63. You sit down in front of a board and suddenly your heart skips a beat. Your hand trembles as you take a piece and move it. But what chess teaches you is that you must stay there calmly and think about whether it is really a good idea or whether there are other, better ideas.

Kubrick was an avid chess player, and his hobby certainly helped him develop his cognitive abilities.

64. Never, ever come close to power. And don’t be friends with anyone powerful, it’s dangerous.

The corrupt always crave power, which is why most of the powerful are corrupt.

65. To make a film completely alone, something I might not have needed to know much about at first, but what I did need to know was about photography.

Photography was the passion for which Kubrick was introduced to the cinema.

66. To make a film you only need a camera, a recorder and some imagination.

With these three simple instruments anyone can record their own home movie.

67. Art consists in reshaping life but not creating life, nor causing life.

Kubrick had this particular vision of what art was for him, no doubt a very personal way of understanding it.

68. A man writes a novel, a man writes a symphony, it is essential for a man to make a film.

This great filmmaker had the primary need to express himself through his art.

69. It may sound ridiculous, but the best thing that young filmmakers can do is take a camera and create a film of any kind.

Kubrick knew very well that the best way to learn in the world of cinema is to create films.

70. Observation is a dying art.

Kubrick knew very well as a filmmaker and photographer that the outcome of a work depends a lot on the angle from which it is viewed.

71. Interest can produce learning on a scale compared to fear like a nuclear explosion of a firecracker.

Kubrick always had a very particular point of view about the education of the youngest.

72. However vast the darkness, we must bring our own light.

All people are unique and special, but it only depends on us how strong we are able to shine.

73. All work and no play makes Jack a dull boy.

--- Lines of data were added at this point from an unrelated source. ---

use crate::root::{DEFAULT_PROJECT_MARKERS, ROOT_OVERRIDE_ENV};
use serde::{Deserialize, Serialize};
use std::fs;
use std::path::{Path, PathBuf};
use std::time::Duration;
use thiserror::Error;

#[derive(Debug, Error)]
pub enum ConfigError {
    #[error("Failed to read config file: {0}")]
    ReadError(#[from] std::io::Error),

    #[error("Failed to parse config file: {0}")]
    ParseError(#[from] toml::de::Error),

    #[error("Failed to serialize config: {0}")]
    SerializeError(#[from] toml::ser::Error),

    #[error("Config directory not found")]
    DirectoryNotFound,

    #[error("Invalid config value: {0}")]
    InvalidValue(String),
}

#[derive(Debug, Deserialize, Serialize, Clone, Default)]
#[serde(default)]
pub struct Config {
    pub root: RootConfig,
    pub limits: LimitsConfig,
    pub agent: AgentConfig,
    pub audit: AuditConfig,
}

#[derive(Debug, Deserialize, Serialize, Clone)]
#[serde(default)]
pub struct RootConfig {
    /// Names whose presence marks a project root during discovery
    pub markers: Vec<String>,
}

#[derive(Debug, Deserialize, Serialize, Clone)]
#[serde(default)]
pub struct LimitsConfig {
    pub max_read_bytes: u64,
    pub preview_chars: usize,
    pub command_timeout_seconds: u64,
    pub max_command_output_chars: usize,
    pub max_listing_entries: usize,
    pub review_snippet_chars: usize,
}

#[derive(Debug, Deserialize, Serialize, Clone)]
#[serde(default)]
pub struct AgentConfig {
    /// Environment variable holding the model API credential
    pub api_key_env: String,
}

#[derive(Debug, Deserialize, Serialize, Clone)]
#[serde(default)]
pub struct AuditConfig {
    pub enabled: bool,
    #[serde(skip_serializing_if = "Option::is_none")]
    pub log_path: Option<PathBuf>,
}

impl Default for RootConfig {
    fn default() -> Self {
        Self {
            markers: DEFAULT_PROJECT_MARKERS.iter().map(|m| m.to_string()).collect(),
        }
    }
}

impl Default for LimitsConfig {
    fn default() -> Self {
        Self {
            max_read_bytes: 400_000,
            preview_chars: 1200,
            command_timeout_seconds: 180,
            max_command_output_chars: 15_000,
            max_listing_entries: 2000,
            review_snippet_chars: 8000,
        }
    }
}

impl Default for AgentConfig {
    fn default() -> Self {
        Self {
            api_key_env: "OPENAI_API_KEY".to_string(),
        }
    }
}

impl Default for AuditConfig {
    fn default() -> Self {
        Self {
            enabled: true,
            log_path: None,
        }
    }
}

impl LimitsConfig {
    pub fn command_timeout(&self) -> Duration {
        Duration::from_secs(self.command_timeout_seconds)
    }
}

impl Config {
    /// Get the config directory path
    pub fn config_dir() -> Result<PathBuf, ConfigError> {
        let base = dirs::config_dir().ok_or(ConfigError::DirectoryNotFound)?;
        Ok(base.join("rootguard"))
    }

    /// Get the config file path
    pub fn config_path() -> Result<PathBuf, ConfigError> {
        Ok(Self::config_dir()?.join("config.toml"))
    }

    /// Load configuration from the default location
    ///
    /// A missing file is not an error: defaults apply.
    pub fn load() -> Result<Self, ConfigError> {
        let path = Self::config_path()?;

        if !path.exists() {
            return Ok(Self::default());
        }

        Self::load_from(&path)
    }

    /// Load configuration from an explicit file, which must exist
    pub fn load_from(path: &Path) -> Result<Self, ConfigError> {
        let contents = fs::read_to_string(path)?;
        let config: Config = toml::from_str(&contents)?;

        // Validate config
        config.validate()?;

        Ok(config)
    }

    /// Write a default config file at `path` unless one already exists
    ///
    /// Returns whether a file was written.
    pub fn init_at(path: &Path) -> Result<bool, ConfigError> {
        if path.exists() {
            return Ok(false);
        }
        Self::default().save_to(path)?;
        Ok(true)
    }

    /// Save configuration to `path`
    pub fn save_to(&self, path: &Path) -> Result<(), ConfigError> {
        // Validate before saving
        self.validate()?;

        if let Some(dir) = path.parent() {
            fs::create_dir_all(dir)?;
        }

        let contents = toml::to_string_pretty(self)?;
        fs::write(path, contents)?;

        // Set permissions to 600 (owner read/write only)
        #[cfg(unix)]
        {
            use std::os::unix::fs::PermissionsExt;
            let mut perms = fs::metadata(path)?.permissions();
            perms.set_mode(0o600);
            fs::set_permissions(path, perms)?;
        }

        Ok(())
    }

    /// Validate configuration values
    fn validate(&self) -> Result<(), ConfigError> {
        if self.root.markers.is_empty() {
            return Err(ConfigError::InvalidValue(
                "root.markers must list at least one marker".to_string(),
            ));
        }

        if self.root.markers.iter().any(|m| m.is_empty() || m.contains('/')) {
            return Err(ConfigError::InvalidValue(
                "root.markers entries must be plain file or directory names".to_string(),
            ));
        }

        let limits = [
            ("max_read_bytes", self.limits.max_read_bytes == 0),
            ("preview_chars", self.limits.preview_chars == 0),
            (
                "command_timeout_seconds",
                self.limits.command_timeout_seconds == 0,
            ),
            (
                "max_command_output_chars",
                self.limits.max_command_output_chars == 0,
            ),
            ("max_listing_entries", self.limits.max_listing_entries == 0),
            ("review_snippet_chars", self.limits.review_snippet_chars == 0),
        ];
        for (name, is_zero) in limits {
            if is_zero {
                return Err(ConfigError::InvalidValue(format!(
                    "limits.{} must be greater than 0",
                    name
                )));
            }
        }

        if self.agent.api_key_env.is_empty() {
            return Err(ConfigError::InvalidValue(
                "agent.api_key_env must name an environment variable".to_string(),
            ));
        }

        Ok(())
    }

    /// Check if the agent credential is present in the environment
    ///
    /// Only presence is checked; the credential is consumed by the agent runtime.
    pub fn has_api_key(&self) -> bool {
        std::env::var(&self.agent.api_key_env).is_ok_and(|key| !key.is_empty())
    }

    /// Project root pre-seeded through `PROJECT_ROOT`, if any
    pub fn root_override() -> Option<PathBuf> {
        std::env::var_os(ROOT_OVERRIDE_ENV)
            .filter(|value| !value.is_empty())
            .map(PathBuf::from)
    }
}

Children’s play helps them to develop properly in the world around them.

74. The dead only know one thing, it’s better to be alive.

How Kubrick saw death and his relationship with it was certainly something very special in this fabulous filmmaker.

75. I have never been sure whether the moral of the Icarus story should only be, as is generally accepted, “don’t try to fly too high,” or whether it could also be thought of as “forget the wax and feathers, and do a better job on the wings.

No doubt Stanley Kubrick had a great optimism about life, we must learn a lot from him.

76. If chess has any relationship to filmmaking, it would be in the way it helps you develop the patience and discipline to choose between alternatives at a time when an impulsive decision seems very attractive.

As a chess player, Kubrick learned some techniques such as controlling emotions and how to manage them.

77. You’re an idealist, and I pity you as I would the village idiot.

Stanley Kubrick was always a person with a great intellect and a unique personality, qualities that were undoubtedly used when making his films.

78. Do you think that (Schindler’s list) was about the Holocaust? That was about success, wasn’t it? The Holocaust is about six million people being killed. Schindler’s List is about 600 who don’t. Anything else?

Kubrick knew how to see the positive aspect in all his films that few people were able to perceive.

79. The reason why movies are often so bad here is not because the people who make them are cynical pirates of money. Most of them are doing the best they can; they really want to make good movies. The problem is in their heads, not in their hearts.

In the seventh art, greed leads many actors and directors to do mediocre work just to make money.

80. Include complete banalities.

Kubrick talks in this quote about his film The Metal Jacket, which even though it was a cult film touched on many aspects of daily life.